— EXERCISE —
For this exercise, transcribe all the records below exactly.

— THE RECORDS —
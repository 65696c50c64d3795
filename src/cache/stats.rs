//! Cache Statistics Module
//!
//! Tracks how often wrapped handlers were served from the cache.

use std::sync::atomic::{AtomicU64, Ordering};

use serde::Serialize;

// == Cache Stats ==
/// Point-in-time snapshot of the cache effectiveness counters.
#[derive(Debug, Clone, Default, PartialEq, Serialize)]
pub struct CacheStats {
    /// Number of requests answered from a fresh entry
    pub hits: u64,
    /// Number of requests that had to invoke the handler
    pub misses: u64,
    /// Number of successful results written to the store
    pub stores: u64,
    /// Current number of entries in the store, stale ones included
    pub total_entries: usize,
}

impl CacheStats {
    // == Hit Rate ==
    /// Calculates the cache hit rate.
    ///
    /// Returns hits / (hits + misses), or 0.0 if no requests have been made.
    pub fn hit_rate(&self) -> f64 {
        let total = self.hits + self.misses;
        if total == 0 {
            0.0
        } else {
            self.hits as f64 / total as f64
        }
    }
}

// == Stats Counters ==
/// Live counters behind [`CacheStats`].
///
/// Recording only needs `&self`, so cache hits can be counted while the
/// store is held under a shared read lock.
#[derive(Debug, Default)]
pub struct StatsCounters {
    hits: AtomicU64,
    misses: AtomicU64,
    stores: AtomicU64,
}

impl StatsCounters {
    pub fn new() -> Self {
        Self::default()
    }

    pub fn record_hit(&self) {
        self.hits.fetch_add(1, Ordering::Relaxed);
    }

    pub fn record_miss(&self) {
        self.misses.fetch_add(1, Ordering::Relaxed);
    }

    pub fn record_store(&self) {
        self.stores.fetch_add(1, Ordering::Relaxed);
    }

    // == Snapshot ==
    /// Copies the counters into a [`CacheStats`] with the given entry count.
    pub fn snapshot(&self, total_entries: usize) -> CacheStats {
        CacheStats {
            hits: self.hits.load(Ordering::Relaxed),
            misses: self.misses.load(Ordering::Relaxed),
            stores: self.stores.load(Ordering::Relaxed),
            total_entries,
        }
    }
}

— RESPONSE BOX —
repository 65696c50c64d3795
filename src/cache/stats.rs
//! Cache Statistics Module
//!
//! Tracks how often wrapped handlers were served from the cache.

use std::sync::atomic::{AtomicU64, Ordering};

use serde::Serialize;

// == Cache Stats ==
/// Point-in-time snapshot of the cache effectiveness counters.
#[derive(Debug, Clone, Default, PartialEq, Serialize)]
pub struct CacheStats {
    /// Number of requests answered from a fresh entry
    pub hits: u64,
    /// Number of requests that had to invoke the handler
    pub misses: u64,
    /// Number of successful results written to the store
    pub stores: u64,
    /// Current number of entries in the store, stale ones included
    pub total_entries: usize,
}

impl CacheStats {
    // == Hit Rate ==
    /// Calculates the cache hit rate.
    ///
    /// Returns hits / (hits + misses), or 0.0 if no requests have been made.
    pub fn hit_rate(&self) -> f64 {
        let total = self.hits + self.misses;
        if total == 0 {
            0.0
        } else {
            self.hits as f64 / total as f64
        }
    }
}

// == Stats Counters ==
/// Live counters behind [`CacheStats`].
///
/// Recording only needs `&self`, so cache hits can be counted while the
/// store is held under a shared read lock.
#[derive(Debug, Default)]
pub struct StatsCounters {
    hits: AtomicU64,
    misses: AtomicU64,
    stores: AtomicU64,
}

impl StatsCounters {
    pub fn new() -> Self {
        Self::default()
    }

    pub fn record_hit(&self) {
        self.hits.fetch_add(1, Ordering::Relaxed);
    }

    pub fn record_miss(&self) {
        self.misses.fetch_add(1, Ordering::Relaxed);
    }

    pub fn record_store(&self) {
        self.stores.fetch_add(1, Ordering::Relaxed);
    }

    // == Snapshot ==
    /// Copies the counters into a [`CacheStats`] with the given entry count.
    pub fn snapshot(&self, total_entries: usize) -> CacheStats {
        CacheStats {
            hits: self.hits.load(Ordering::Relaxed),
            misses: self.misses.load(Ordering::Relaxed),
            stores: self.stores.load(Ordering::Relaxed),
            total_entries,
        }
    }
}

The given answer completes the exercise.